Vancomycin was the first glycopeptide antibiotic to be discovered and is still the best known member of this class of drugs (Kahne et al., 2005 ▶); however, many additional members of this family are known. All interfere with bacterial cell-wall biosynthesis by binding to the terminal d-Ala-d-Ala sequence of the muramyl pentapeptide intermediate formed during peptidoglycan biosynthesis, thus inhibiting transpeptidation and ultimately causing cell death (Kahne et al., 2005 ▶; Nieto & Perkins, 1971 ▶). The glycopeptide antibiotics all share a common structure based upon a heptapeptide backbone. The peptide side chains are oxidatively cross-linked to form macrocycles and carry sugar substituents at various positions (Loll & Axelsen, 2000 ▶). Glycopeptide antibiotics are divided into three classes depending on the type of residues found at positions 1 and 3 of the heptapeptide. Compounds bearing aliphatic residues at these positions (vancomycin, balhimycin and eremomycin) are designated as group I and compounds with individual aromatic residues at these positions (e.g. avoparcin) are assigned to group II, while group III compounds (ristocetin and teicoplanin) have aromatic residues at these positions that are covalently joined to each other (Fig. 1 ▶).
Figure 1.
Structure of the class III antibiotic ristocetin. The sugars are labeled as follows: Ara, arabinose; Man, mannose; Glc, glucose; Rha, rhamnose; Ris, ristosamine.

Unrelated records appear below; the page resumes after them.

//! Dispatch engine
//!
//! Runs on the leader only. One iteration moves one task:
//!
//! ```text
//! main queue --BLMOVE--> marker queue --push--> worker queue
//! ```
//!
//! The marker entry stays in place after a successful push; the worker
//! removes it once the task is done, or the recovery sweeper requeues it
//! when it goes stale. Marker entries are forwarded verbatim so removal by
//! value matches exactly.

use std::collections::HashMap;
use std::sync::Arc;
use std::time::Duration;
use tokio::sync::watch;

use super::election::LeaderFlag;
use super::node::StatusDoc;
use super::placement::{Placement, Placer};
use super::pool::WorkerPool;
use crate::error::TaskgridErrorTrait;
use crate::metrics;
use crate::models::{PredictionRequest, Task, TaskStatus};
use crate::prediction::Predictor;
use crate::queue::{QueueClient, QueueNames, QueueResult};
use crate::shutdown;
use crate::storage::StatusRecorder;

/// Dispatch settings
#[derive(Debug, Clone)]
pub struct DispatchConfig {
    /// Upper bound of one blocking move
    pub pop_block: Duration,

    /// Pause after a requeue or a queue error
    pub idle_backoff: Duration,

    /// Consecutive push failures before eviction
    pub max_worker_failures: u32,

    /// Bound on one prediction call
    pub prediction_timeout: Duration,
}

impl Default for DispatchConfig {
    fn default() -> Self {
        Self {
            pop_block: Duration::from_secs(1),
            idle_backoff: Duration::from_millis(500),
            max_worker_failures: 3,
            prediction_timeout: Duration::from_secs(2),
        }
    }
}

/// Result of one dispatch iteration
#[derive(Debug, Clone, PartialEq, Eq)]
pub enum DispatchOutcome {
    /// Nothing arrived within the pop bound
    Idle,
    /// Entry did not decode and was dropped
    Poison,
    /// Task was past its expiry and was dropped
    Expired { task_id: String },
    /// Prediction failed; the marker entry is left for the sweeper
    PredictionFailed { task_id: String },
    /// No eligible destination; the task went back onto the main queue
    Requeued { task_id: String },
    /// Task handed to a worker's queue
    Scheduled { task_id: String, worker: String },
    /// Push to the worker's queue failed; the task went back onto the main queue
    PushFailed {
        task_id: String,
        worker: String,
        evicted: bool,
    },
}

impl DispatchOutcome {
    /// Label used for metrics
    pub fn label(&self) -> &'static str {
        match self {
            Self::Idle => "idle",
            Self::Poison => "poison",
            Self::Expired { .. } => "expired",
            Self::PredictionFailed { .. } => "prediction_failed",
            Self::Requeued { .. } => "requeued",
            Self::Scheduled { .. } => "scheduled",
            Self::PushFailed { .. } => "push_failed",
        }
    }
}

/// Main scheduling loop of a leadership term
pub struct Dispatcher {
    queue: Arc<dyn QueueClient>,
    names: QueueNames,
    pool: Arc<WorkerPool>,
    placer: Placer,
    predictor: Arc<dyn Predictor>,
    recorder: StatusRecorder,
    status: Arc<StatusDoc>,
    config: DispatchConfig,
    failures: HashMap<String, u32>,
}

impl Dispatcher {
    #[allow(clippy::too_many_arguments)]
    pub fn new(
        queue: Arc<dyn QueueClient>,
        names: QueueNames,
        pool: Arc<WorkerPool>,
        placer: Placer,
        predictor: Arc<dyn Predictor>,
        recorder: StatusRecorder,
        status: Arc<StatusDoc>,
        config: DispatchConfig,
    ) -> Self {
        Self {
            queue,
            names,
            pool,
            placer,
            predictor,
            recorder,
            status,
            config,
            failures: HashMap::new(),
        }
    }

    /// Consecutive push failures recorded for a worker
    pub fn failure_count(&self, worker: &str) -> u32 {
        self.failures.get(worker).copied().unwrap_or(0)
    }

    /// Number of workers with a non-zero failure count
    pub fn tracked_workers(&self) -> usize {
        self.failures.len()
    }

    /// Run iterations while leadership is held and no stop was requested
    pub async fn run(mut self, leader: LeaderFlag, mut stop: watch::Receiver<bool>) {
        tracing::info!("Dispatch loop started");

        while leader.is_leader() && !shutdown::is_signalled(&stop) {
            let pause = match self.dispatch_once().await {
                Ok(outcome) => {
                    metrics::record_dispatch(outcome.label());
                    matches!(outcome, DispatchOutcome::Requeued { .. })
                }
                Err(e) if e.is_recoverable() => {
                    tracing::warn!(category = %e.category(), error = %e, "Dispatch iteration failed");
                    true
                }
                Err(e) => {
                    tracing::error!(category = %e.category(), error = %e, "Dispatch iteration failed");
                    true
                }
            };

            if pause {
                tokio::select! {
                    _ = tokio::time::sleep(self.config.idle_backoff) => {}
                    _ = shutdown::signalled(&mut stop) => {}
                }
            }
        }

        tracing::info!("Dispatch loop stopped");
    }

    /// Move at most one task from the main queue towards a worker
    pub async fn dispatch_once(&mut self) -> QueueResult<DispatchOutcome> {
        self.status.heartbeat().await;

        let Some(raw) = self
            .queue
            .blocking_move(&self.names.main, &self.names.processing, self.config.pop_block)
            .await?
        else {
            return Ok(DispatchOutcome::Idle);
        };

        let task = match Task::decode(&raw) {
            Ok(task) => task,
            Err(e) => {
                tracing::warn!(error = %e, "Dropping undecodable task");
                self.remove_marker(&raw).await;
                return Ok(DispatchOutcome::Poison);
            }
        };

        tracing::debug!(task_id = %task.id, task_type = %task.task_type, "Task popped");

        if task.is_expired() {
            tracing::info!(task_id = %task.id, "Task expired, skipping");
            self.remove_marker(&raw).await;
            self.recorder.status(&task.id, TaskStatus::Expired).await;
            return Ok(DispatchOutcome::Expired { task_id: task.id });
        }

        let request = PredictionRequest::for_task(&task);
        let prediction =
            match tokio::time::timeout(self.config.prediction_timeout, self.predictor.predict(&request))
                .await
            {
                Ok(Ok(prediction)) => prediction,
                Ok(Err(e)) => {
                    tracing::warn!(task_id = %task.id, error = %e, "Prediction failed");
                    return Ok(DispatchOutcome::PredictionFailed { task_id: task.id });
                }
                Err(_) => {
                    tracing::warn!(task_id = %task.id, "Prediction timed out");
                    return Ok(DispatchOutcome::PredictionFailed { task_id: task.id });
                }
            };

        let placement = self.placer.choose(&prediction).await;
        let worker = match placement {
            Some(Placement { worker, .. }) if self.pool.exists(&worker).await => worker,
            other => {
                let worker = other.map(|p| p.worker).unwrap_or_default();
                tracing::warn!(task_id = %task.id, worker = %worker, "Worker not registered or online, requeueing task");
                if let Err(e) = self.queue.push_back(&self.names.main, &raw).await {
                    tracing::warn!(task_id = %task.id, error = %e, "Failed to requeue task");
                }
                return Ok(DispatchOutcome::Requeued { task_id: task.id });
            }
        };

        match self
            .queue
            .push_back(&self.names.worker_queue(&worker), &raw)
            .await
        {
            Ok(()) => {
                self.failures.remove(&worker);
                tracing::info!(task_id = %task.id, worker = %worker, "Task scheduled");
                Ok(DispatchOutcome::Scheduled {
                    task_id: task.id,
                    worker,
                })
            }
            Err(e) => {
                tracing::warn!(task_id = %task.id, worker = %worker, error = %e, "Failed to push task to worker");

                if let Err(e) = self.queue.push_back(&self.names.main, &raw).await {
                    tracing::warn!(task_id = %task.id, error = %e, "Failed to requeue task");
                }
                self.remove_marker(&raw).await;

                let evicted = self.record_push_failure(&worker).await;
                Ok(DispatchOutcome::PushFailed {
                    task_id: task.id,
                    worker,
                    evicted,
                })
            }
        }
    }

    /// Count a push failure; evicts and resets at the threshold
    async fn record_push_failure(&mut self, worker: &str) -> bool {
        let count = self.failures.entry(worker.to_string()).or_insert(0);
        *count += 1;

        if *count < self.config.max_worker_failures {
            return false;
        }

        tracing::error!(
            worker = %worker,
            failures = *count,
            "Worker marked as unhealthy, removing from pool"
        );
        self.failures.remove(worker);
        self.pool.remove(worker).await;
        metrics::record_eviction(worker);
        true
    }

    async fn remove_marker(&self, raw: &str) {
        if let Err(e) = self.queue.remove(&self.names.processing, raw).await {
            tracing::warn!(error = %e, "Failed to remove marker entry");
        }
    }
}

Ristocetin A is a group III glycopeptide antibiotic that was originally isolated from Nocardia lurida (later reclassified as Amycolatopsis orientalis) around the same time that vancomycin was discovered (Grundy et al., 1956 ▶). Although it was employed clinically to treat bacterial infections in the late 1950s and early 1960s, it was found to cause platelet aggregation, leading to its discontinuation as an antimicrobial. However, ristocetin-dependent platelet aggregation requires the presence of the plasma protein von Willebrand factor, making ristocetin a useful tool for diagnosing abnormalities in this protein (Macfarlane et al., 1975 ▶; Weiss et al., 1973 ▶). The aglycon of ristocetin A is free of the undesirable platelet side effect, but retains antimicrobial activity comparable to that of the parent compound (Herrin & Thomas, 1984 ▶), making it a useful lead compound for the development of new antibiotics directed against vancomycin-resistant bacteria (McComas et al., 2003 ▶).

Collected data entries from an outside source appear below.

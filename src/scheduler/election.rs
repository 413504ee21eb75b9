//! Leader election
//!
//! Each scheduler runs one campaign loop:
//!
//! ```text
//! Candidate --(created election key under own lease)--> Leader
//! Leader --(session lost | shutdown)--> Candidate (or exit on shutdown)
//! ```
//!
//! The election key is written with create-if-absent and bound to the
//! candidate's session lease, so at most one process holds it and it
//! disappears when the holder's lease ends. Transitions are reported as
//! [`LeadershipEvent`]s on a channel, exactly one `Elected` and one
//! `Resigned` per term.

use std::sync::atomic::{AtomicBool, Ordering};
use std::sync::Arc;
use std::time::Duration;
use thiserror::Error;
use tokio::sync::{mpsc, watch};

use crate::coordination::{CoordinationClient, CoordinationError, Session};
use crate::metrics;
use crate::shutdown;

/// Result type for election operations
pub type ElectionResult<T> = Result<T, ElectionError>;

/// Election errors
#[derive(Debug, Error)]
pub enum ElectionError {
    #[error(transparent)]
    Coordination(#[from] CoordinationError),

    /// The candidate's session ended before the campaign finished
    #[error("Session lost during campaign")]
    SessionLost,
}

/// Leadership transition
#[derive(Debug, Clone, Copy, PartialEq, Eq)]
pub enum LeadershipEvent {
    Elected,
    Resigned,
}

/// This process's belief about holding leadership
///
/// Cheap to clone and safe to read from any task.
#[derive(Debug, Clone, Default)]
pub struct LeaderFlag(Arc<AtomicBool>);

impl LeaderFlag {
    pub fn new() -> Self {
        Self::default()
    }

    pub fn is_leader(&self) -> bool {
        self.0.load(Ordering::SeqCst)
    }

    fn set(&self, value: bool) {
        self.0.store(value, Ordering::SeqCst);
    }
}

/// Election settings
#[derive(Debug, Clone)]
pub struct ElectionConfig {
    /// Exclusive key contended by all candidates
    pub key: String,

    /// Value written to the key by this candidate
    pub candidate_id: String,

    /// Session lease TTL
    pub ttl: Duration,

    /// Backoff after a failed attempt
    pub retry: Duration,

    /// How often a waiting candidate re-checks the key
    pub poll: Duration,
}

impl ElectionConfig {
    pub fn new(key: impl Into<String>, candidate_id: impl Into<String>) -> Self {
        Self {
            key: key.into(),
            candidate_id: candidate_id.into(),
            ttl: Duration::from_secs(10),
            retry: Duration::from_secs(3),
            poll: Duration::from_millis(500),
        }
    }
}

/// Campaign loop for one candidate
pub struct LeaderElector {
    client: Arc<dyn CoordinationClient>,
    config: ElectionConfig,
    flag: LeaderFlag,
    events: mpsc::Sender<LeadershipEvent>,
}

impl LeaderElector {
    pub fn new(
        client: Arc<dyn CoordinationClient>,
        config: ElectionConfig,
        events: mpsc::Sender<LeadershipEvent>,
    ) -> Self {
        Self {
            client,
            config,
            flag: LeaderFlag::new(),
            events,
        }
    }

    /// Handle to the leadership flag
    pub fn flag(&self) -> LeaderFlag {
        self.flag.clone()
    }

    pub fn is_leader(&self) -> bool {
        self.flag.is_leader()
    }

    /// Campaign, lead, resign, repeat; returns after shutdown
    ///
    /// Every failed attempt waits the retry backoff and tries again.
    pub async fn run(self, mut shutdown: watch::Receiver<bool>) {
        let id = self.config.candidate_id.clone();

        while !shutdown::is_signalled(&shutdown) {
            tracing::info!(candidate = %id, "Starting leader campaign");

            let session = match Session::open(self.client.clone(), self.config.ttl).await {
                Ok(session) => session,
                Err(e) => {
                    tracing::warn!(candidate = %id, error = %e, "Failed to open election session");
                    self.backoff(&mut shutdown).await;
                    continue;
                }
            };

            match self.campaign(&session, &mut shutdown).await {
                Ok(true) => {}
                Ok(false) => {
                    session.close().await;
                    break;
                }
                Err(e) => {
                    tracing::warn!(candidate = %id, error = %e, "Campaign error");
                    session.close().await;
                    self.backoff(&mut shutdown).await;
                    continue;
                }
            }

            self.flag.set(true);
            metrics::update_leadership(&id, true);
            tracing::info!(candidate = %id, lease = session.lease(), "Elected leader");
            let _ = self.events.send(LeadershipEvent::Elected).await;

            tokio::select! {
                _ = session.done() => {
                    tracing::error!(candidate = %id, "Leadership lost due to session end");
                }
                _ = shutdown::signalled(&mut shutdown) => {
                    tracing::info!(candidate = %id, "Leadership relinquished on shutdown");
                }
            }

            self.flag.set(false);
            metrics::update_leadership(&id, false);
            let _ = self.events.send(LeadershipEvent::Resigned).await;

            // Revoking the lease deletes the election key
            session.close().await;
        }

        tracing::info!(candidate = %id, "Campaign loop stopped");
    }

    /// Try to take the election key until won (`true`) or shut down (`false`)
    async fn campaign(
        &self,
        session: &Session,
        shutdown: &mut watch::Receiver<bool>,
    ) -> ElectionResult<bool> {
        loop {
            if session.is_done() {
                return Err(ElectionError::SessionLost);
            }

            let won = self
                .client
                .create(
                    &self.config.key,
                    &self.config.candidate_id,
                    Some(session.lease()),
                )
                .await?;
            if won {
                return Ok(true);
            }

            tokio::select! {
                _ = tokio::time::sleep(self.config.poll) => {}
                _ = session.done() => return Err(ElectionError::SessionLost),
                _ = shutdown::signalled(shutdown) => return Ok(false),
            }
        }
    }

    async fn backoff(&self, shutdown: &mut watch::Receiver<bool>) {
        tokio::select! {
            _ = tokio::time::sleep(self.config.retry) => {}
            _ = shutdown::signalled(shutdown) => {}
        }
    }
}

Solution NMR studies of ristocetin A in complex with the di-N-acetyl-Lys-d-Ala-d-Ala peptide revealed that like other glycopeptide antibiotics, ristocetin A forms a back-to-back homodimer (Gerhard et al., 1993 ▶; Waltho & Williams, 1989 ▶; Groves, Searle, Mackay et al., 1994 ▶; Groves et al., 1995 ▶; Kaplan et al., 2001 ▶; Mackay, Gerhard, Beauregard, Westwell et al., 1994 ▶; Schäfer et al., 1998 ▶). This dimer is asymmetric, with the conformation of the two monomeric units differing in the orientation of the tetrasaccharide. Solution studies have revealed that unlike other glycopeptide antibiotics, ristocetin A does not dimerize and bind ligand cooperatively; it is the only antibiotic for which such behaviour has been described (Mackay, Gerhard, Beauregard, Maplestone et al., 1994 ▶; Mackay, Gerhard, Beauregard, Westwell et al., 1994 ▶).

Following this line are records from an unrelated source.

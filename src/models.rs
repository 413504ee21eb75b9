// Core data structures shared by the scheduler and the workers

use chrono::{DateTime, Duration as ChronoDuration, Utc};
use serde::{Deserialize, Serialize};
use std::collections::HashMap;
use std::time::Duration;

// ============================================================================
// Task
// ============================================================================

/// Lifecycle status of a task as recorded in storage
#[derive(Debug, Clone, Copy, PartialEq, Eq, Hash, Serialize, Deserialize)]
pub enum TaskStatus {
    Pending,
    Expired,
    Completed,
    Failed,
}

impl TaskStatus {
    /// Get string representation (matches the value stored in the tasks table)
    pub fn as_str(&self) -> &'static str {
        match self {
            Self::Pending => "Pending",
            Self::Expired => "Expired",
            Self::Completed => "Completed",
            Self::Failed => "Failed",
        }
    }

    /// Whether the status is final
    pub fn is_terminal(&self) -> bool {
        !matches!(self, Self::Pending)
    }
}

impl std::fmt::Display for TaskStatus {
    fn fmt(&self, f: &mut std::fmt::Formatter<'_>) -> std::fmt::Result {
        write!(f, "{}", self.as_str())
    }
}

/// A unit of work travelling through the queues
///
/// The payload is opaque to the scheduler. Every field except `id` has a
/// serde default so that records written by older ingestion code still decode.
#[derive(Debug, Clone, PartialEq, Serialize, Deserialize)]
pub struct Task {
    /// Externally assigned unique identifier
    pub id: String,

    /// Type tag used to pick a handler on the worker
    #[serde(rename = "type", default)]
    pub task_type: String,

    /// Uninterpreted payload
    #[serde(default)]
    pub payload: String,

    #[serde(default, skip_serializing_if = "Option::is_none")]
    pub status: Option<TaskStatus>,

    /// Number of execution attempts already retried
    #[serde(default)]
    pub retries: u32,

    /// Maximum number of retries after a failed execution
    #[serde(default)]
    pub max_retry: u32,

    #[serde(default)]
    pub priority: i32,

    #[serde(default)]
    pub created_at: Option<DateTime<Utc>>,

    /// Tasks past this instant are never dispatched
    #[serde(default)]
    pub expire_at: Option<DateTime<Utc>>,
}

impl Task {
    /// Create a new pending task with a random id and the current creation time
    pub fn new(task_type: impl Into<String>, payload: impl Into<String>) -> Self {
        Self {
            id: uuid::Uuid::new_v4().to_string(),
            task_type: task_type.into(),
            payload: payload.into(),
            status: Some(TaskStatus::Pending),
            retries: 0,
            max_retry: 0,
            priority: 0,
            created_at: Some(Utc::now()),
            expire_at: None,
        }
    }

    /// Set the identifier
    pub fn with_id(mut self, id: impl Into<String>) -> Self {
        self.id = id.into();
        self
    }

    /// Expire the task `ttl` after its creation time
    pub fn with_ttl(mut self, ttl: Duration) -> Self {
        let base = self.created_at.unwrap_or_else(Utc::now);
        self.expire_at = ChronoDuration::from_std(ttl).ok().map(|ttl| base + ttl);
        self
    }

    /// Set an absolute expiry time
    pub fn with_expire_at(mut self, expire_at: DateTime<Utc>) -> Self {
        self.expire_at = Some(expire_at);
        self
    }

    /// Set the creation time
    pub fn with_created_at(mut self, created_at: DateTime<Utc>) -> Self {
        self.created_at = Some(created_at);
        self
    }

    /// Set the retry budget
    pub fn with_max_retry(mut self, max_retry: u32) -> Self {
        self.max_retry = max_retry;
        self
    }

    /// Set the priority
    pub fn with_priority(mut self, priority: i32) -> Self {
        self.priority = priority;
        self
    }

    /// Decode a serialized queue entry
    pub fn decode(raw: &str) -> Result<Self, serde_json::Error> {
        serde_json::from_str(raw)
    }

    /// Serialize for a queue
    pub fn encode(&self) -> Result<String, serde_json::Error> {
        serde_json::to_string(self)
    }

    /// Check whether the task expired at the given instant
    pub fn is_expired_at(&self, now: DateTime<Utc>) -> bool {
        matches!(self.expire_at, Some(expire_at) if now > expire_at)
    }

    /// Check whether the task is expired now
    pub fn is_expired(&self) -> bool {
        self.is_expired_at(Utc::now())
    }

    /// Check whether the task was created more than `threshold` before `now`
    ///
    /// Tasks without a creation time are never stale.
    pub fn is_stale_at(&self, now: DateTime<Utc>, threshold: Duration) -> bool {
        let threshold = match ChronoDuration::from_std(threshold) {
            Ok(threshold) => threshold,
            Err(_) => return false,
        };
        matches!(self.created_at, Some(created_at) if now - created_at > threshold)
    }

    /// Whether another attempt is allowed after a failed execution
    pub fn can_retry(&self) -> bool {
        self.retries < self.max_retry
    }

    /// Metadata sent to the prediction service
    pub fn prediction_metadata(&self) -> HashMap<String, String> {
        let mut meta = HashMap::new();
        meta.insert("TaskId".to_string(), self.id.clone());
        meta.insert("TaskType".to_string(), self.task_type.clone());
        meta.insert("Priority".to_string(), self.priority.to_string());
        meta
    }
}

// ============================================================================
// Worker / Scheduler status documents
// ============================================================================

/// Self-reported worker health
#[derive(Debug, Clone, Copy, PartialEq, Eq, Hash, Serialize, Deserialize, Default)]
#[serde(rename_all = "lowercase")]
pub enum HealthState {
    #[default]
    Ok,
    Failed,
}

impl HealthState {
    pub fn as_str(&self) -> &'static str {
        match self {
            Self::Ok => "ok",
            Self::Failed => "failed",
        }
    }

    /// Check if the worker should receive work
    pub fn is_failed(&self) -> bool {
        matches!(self, Self::Failed)
    }
}

/// Discovery document published by each worker under `/workers/<id>`
#[derive(Debug, Clone, PartialEq, Eq, Serialize, Deserialize)]
pub struct WorkerStatus {
    pub id: String,

    #[serde(default)]
    pub status: HealthState,

    pub heartbeat: DateTime<Utc>,
}

impl WorkerStatus {
    /// Create a healthy status with the current heartbeat
    pub fn new(id: impl Into<String>) -> Self {
        Self {
            id: id.into(),
            status: HealthState::Ok,
            heartbeat: Utc::now(),
        }
    }

    /// Set the health state
    pub fn with_status(mut self, status: HealthState) -> Self {
        self.status = status;
        self
    }

    pub fn decode(raw: &str) -> Result<Self, serde_json::Error> {
        serde_json::from_str(raw)
    }

    pub fn encode(&self) -> Result<String, serde_json::Error> {
        serde_json::to_string(self)
    }
}

/// Run state of a scheduler process
#[derive(Debug, Clone, Copy, PartialEq, Eq, Serialize, Deserialize)]
#[serde(rename_all = "lowercase")]
pub enum RunState {
    Running,
    Stopped,
}

/// Discovery document published by each scheduler under `/schedulers/<id>`
#[derive(Debug, Clone, PartialEq, Eq, Serialize, Deserialize)]
pub struct SchedulerStatus {
    pub id: String,
    pub status: RunState,
    pub is_leader: bool,
    pub heartbeat: DateTime<Utc>,
}

impl SchedulerStatus {
    /// Create a running, non-leader status
    pub fn new(id: impl Into<String>) -> Self {
        Self {
            id: id.into(),
            status: RunState::Running,
            is_leader: false,
            heartbeat: Utc::now(),
        }
    }

    pub fn encode(&self) -> Result<String, serde_json::Error> {
        serde_json::to_string(self)
    }
}

// ============================================================================
// Prediction DTOs
// ============================================================================

/// Request sent to the prediction service
#[derive(Debug, Clone, PartialEq, Eq, Serialize, Deserialize)]
pub struct PredictionRequest {
    pub task_id: String,
    pub metadata: HashMap<String, String>,
}

impl PredictionRequest {
    /// Build the request for a task
    pub fn for_task(task: &Task) -> Self {
        Self {
            task_id: task.id.clone(),
            metadata: task.prediction_metadata(),
        }
    }
}

/// Response returned by the prediction service
#[derive(Debug, Clone, PartialEq, Serialize, Deserialize, Default)]
pub struct PredictionResponse {
    #[serde(default)]
    pub priority: i32,

    #[serde(default)]
    pub estimated_time: f64,

    /// Empty when the service has no opinion
    #[serde(default)]
    pub recommended_worker: String,
}

impl PredictionResponse {
    /// Create a response recommending the given worker
    pub fn recommending(worker: impl Into<String>) -> Self {
        Self {
            recommended_worker: worker.into(),
            ..Default::default()
        }
    }

    /// The recommended worker, if any
    pub fn recommendation(&self) -> Option<&str> {
        let worker = self.recommended_worker.trim();
        if worker.is_empty() {
            None
        } else {
            Some(worker)
        }
    }
}

// ============================================================================
// Execution log
// ============================================================================

/// Append-only execution log entry
#[derive(Debug, Clone, PartialEq, Eq, Serialize, Deserialize)]
pub struct TaskLogEntry {
    pub task_id: String,
    pub executed_by: String,
    pub result: String,
}

impl TaskLogEntry {
    pub fn new(
        task_id: impl Into<String>,
        executed_by: impl Into<String>,
        result: impl Into<String>,
    ) -> Self {
        Self {
            task_id: task_id.into(),
            executed_by: executed_by.into(),
            result: result.into(),
        }
    }
}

We have determined the crystal structure of the complex of ristocetin A with the cell-wall mimetic N-acetyl-Lys-d-Ala-d-Ala. As observed previously, ristocetin forms an asymmetric homodimer essentially similar to those seen in other glycopeptide structures. However, ristocetin differs from other antibiotics in the details of dimerization, ligand binding and oligomerization. The structure reveals how asymmetry in the tetrasaccharide orientation creates different ligand-binding environments in the two halves of the dimer and provides an explanation for ristocetin’s anticooperative behaviour.
2. Materials and methods
2.1. Crystallization
Pharmaceutical grade ristocetin and the N-acetyl-lysine-d-alanine-d-alanine peptide were obtained from Sigma–Aldrich (St Louis, USA) and were used without further purification. Crystals were prepared by the hanging-drop vapor-diffusion method at 291 K. Prior to crystallization, ristocetin was mixed with 1.5 equivalents of the N-acetyl-lysine-d-alanine-d-alanine peptide to form a 20 mg ml−1 solution of the complex in water. 2 µl drops of this solution were mixed with equal volumes of reservoir buffer. A large number of conditions were screened; the best crystals were found using a reservoir solution containing 2.7 M ammonium sulfate and 8%(v/v) 2-propanol. Hexagonal prisms formed within 1 d, growing to maximum dimensions of 0.1 × 0.1 × 0.2 mm.
2.2. Data collection and processing
Diffraction data were collected from one cryocooled crystal on beamline X6A at the National Synchrotron Light Source (NSLS). Prior to data collection, the crystal was transferred into Fomblin Y oil (Sigma–Aldrich), mounted on a cryoloop and flash-cooled by plunging into liquid nitrogen. The crystal was maintained at 100 K in a stream of N2 gas during data collection. To minimize overloads, two data-collection passes were made, using different exposure times for the low- and the high-resolution data sets. Integration and scaling were accomplished using XDS (Kabsch, 1993 ▶). Data-collection and processing statistics are presented in Table 1 ▶.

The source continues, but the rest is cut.